Your objective –
Search the listing below for the word "last", and copy every line in which it turns up.

Working data –
————————

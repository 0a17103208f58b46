//! Price tiers
//!
//! Maps the number of distinct changed words to a price. The count itself is
//! always `distinct_changed_words(document).len()`.

use serde::{Deserialize, Serialize};

use crate::document::LyricLine;
use crate::metrics::distinct_changed_words;

/// Words up to and including `max_words` cost `price`.
#[derive(Debug, Clone, Copy, PartialEq, Eq, Serialize, Deserialize)]
pub struct PriceTier {
    pub max_words: usize,
    pub price: u32,
}

#[derive(Debug, Clone, PartialEq, Eq, Serialize, Deserialize)]
pub struct PricingTable {
    /// Ascending by `max_words`.
    pub tiers: Vec<PriceTier>,
    /// Price above the last tier.
    pub overflow_price: u32,
}

impl Default for PricingTable {
    fn default() -> Self {
        Self {
            tiers: vec![
                PriceTier { max_words: 0, price: 0 },
                PriceTier { max_words: 3, price: 45 },
                PriceTier { max_words: 10, price: 85 },
                PriceTier { max_words: 20, price: 125 },
            ],
            overflow_price: 165,
        }
    }
}

#[derive(Debug, Clone, PartialEq, Eq, Serialize, Deserialize)]
#[serde(rename_all = "camelCase")]
pub struct Quote {
    pub changed_words: Vec<String>,
    pub price: u32,
}

impl Quote {
    pub fn word_count(&self) -> usize {
        self.changed_words.len()
    }
}

impl PricingTable {
    pub fn price_for(&self, word_count: usize) -> u32 {
        self.tiers
            .iter()
            .find(|tier| word_count <= tier.max_words)
            .map_or(self.overflow_price, |tier| tier.price)
    }

    pub fn quote(&self, lines: &[LyricLine]) -> Quote {
        let changed_words = distinct_changed_words(lines);
        let price = self.price_for(changed_words.len());
        Quote {
            changed_words,
            price,
        }
    }

    /// Tier boundaries must strictly increase.
    pub fn is_ascending(&self) -> bool {
        self.tiers.windows(2).all(|w| w[0].max_words < w[1].max_words)
    }
}

#[cfg(test)]
mod tests {
    use super::*;

    #[test]
    fn test_default_tiers() {
        let table = PricingTable::default();
        let prices: Vec<u32> = [0, 1, 3, 4, 10, 11, 20, 21, 500]
            .iter()
            .map(|&n| table.price_for(n))
            .collect();

        assert_eq!(prices, vec![0, 45, 45, 85, 85, 125, 125, 165, 165]);
    }

    #[test]
    fn test_prices_are_monotonic() {
        let table = PricingTable::default();
        let mut last = 0;
        for n in 0..40 {
            let price = table.price_for(n);
            assert!(price >= last);
            last = price;
        }
    }

    #[test]
    fn test_ascending_check() {
        let mut table = PricingTable::default();
        assert!(table.is_ascending());
        table.tiers.swap(1, 2);
        assert!(!table.is_ascending());
    }
}
//! Configuration for the lyric engine

use serde::{Deserialize, Serialize};

use crate::algorithm::lcs::LcsAlgorithm;
use crate::algorithm::myers::MyersAlgorithm;
use crate::algorithm::patience::PatienceAlgorithm;
use crate::algorithm::DiffAlgorithm as DiffAlgoTrait;
use crate::error::{LyricError, Result};
use crate::pricing::PricingTable;
use crate::render::DEFAULT_HIGHLIGHT_CLASS;

/// Diff algorithm selection
#[derive(Debug, Clone, Copy, PartialEq, Eq, Default, Serialize, Deserialize)]
#[serde(rename_all = "snake_case")]
pub enum DiffAlgorithm {
    /// Myers O(ND) algorithm
    #[default]
    Myers,
    /// Patience diff (anchors on unique tokens)
    Patience,
    /// Simple LCS-based algorithm
    Lcs,
}

impl DiffAlgorithm {
    pub fn build(self) -> Box<dyn DiffAlgoTrait> {
        match self {
            DiffAlgorithm::Myers => Box::new(MyersAlgorithm),
            DiffAlgorithm::Patience => Box::new(PatienceAlgorithm),
            DiffAlgorithm::Lcs => Box::new(LcsAlgorithm),
        }
    }
}

/// Configuration for the lyric engine
#[derive(Debug, Clone, PartialEq, Eq, Serialize, Deserialize)]
#[serde(default)]
pub struct EngineConfig {
    /// Algorithm used for every diff the engine computes
    pub algorithm: DiffAlgorithm,

    /// CSS class of highlight spans in marked text
    pub highlight_class: String,

    pub pricing: PricingTable,
}

impl Default for EngineConfig {
    fn default() -> Self {
        Self::new()
    }
}

impl EngineConfig {
    pub fn new() -> Self {
        Self {
            algorithm: DiffAlgorithm::default(),
            highlight_class: DEFAULT_HIGHLIGHT_CLASS.to_string(),
            pricing: PricingTable::default(),
        }
    }

    pub fn with_algorithm(mut self, algorithm: DiffAlgorithm) -> Self {
        self.algorithm = algorithm;
        self
    }

    pub fn with_highlight_class(mut self, class: impl Into<String>) -> Self {
        self.highlight_class = class.into();
        self
    }

    pub fn with_pricing(mut self, pricing: PricingTable) -> Self {
        self.pricing = pricing;
        self
    }

    /// Parse and validate a JSON configuration. Missing fields take their
    /// defaults.
    pub fn from_json(json: &str) -> Result<Self> {
        let config: EngineConfig = serde_json::from_str(json)?;
        config.validate()?;
        Ok(config)
    }

    pub fn validate(&self) -> Result<()> {
        let class = self.highlight_class.trim();
        if class.is_empty() {
            return Err(LyricError::InvalidConfig("highlight class is empty".into()));
        }
        if class.contains(['"', '<', '>']) {
            return Err(LyricError::InvalidConfig(format!(
                "highlight class {:?} contains markup characters",
                self.highlight_class
            )));
        }
        if !self.pricing.is_ascending() {
            return Err(LyricError::InvalidConfig(
                "price tiers must be in ascending word-count order".into(),
            ));
        }
        Ok(())
    }
}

————————

Exercise result –
    /// Price above the last tier.
        let mut last = 0;
            assert!(price >= last);
            last = price;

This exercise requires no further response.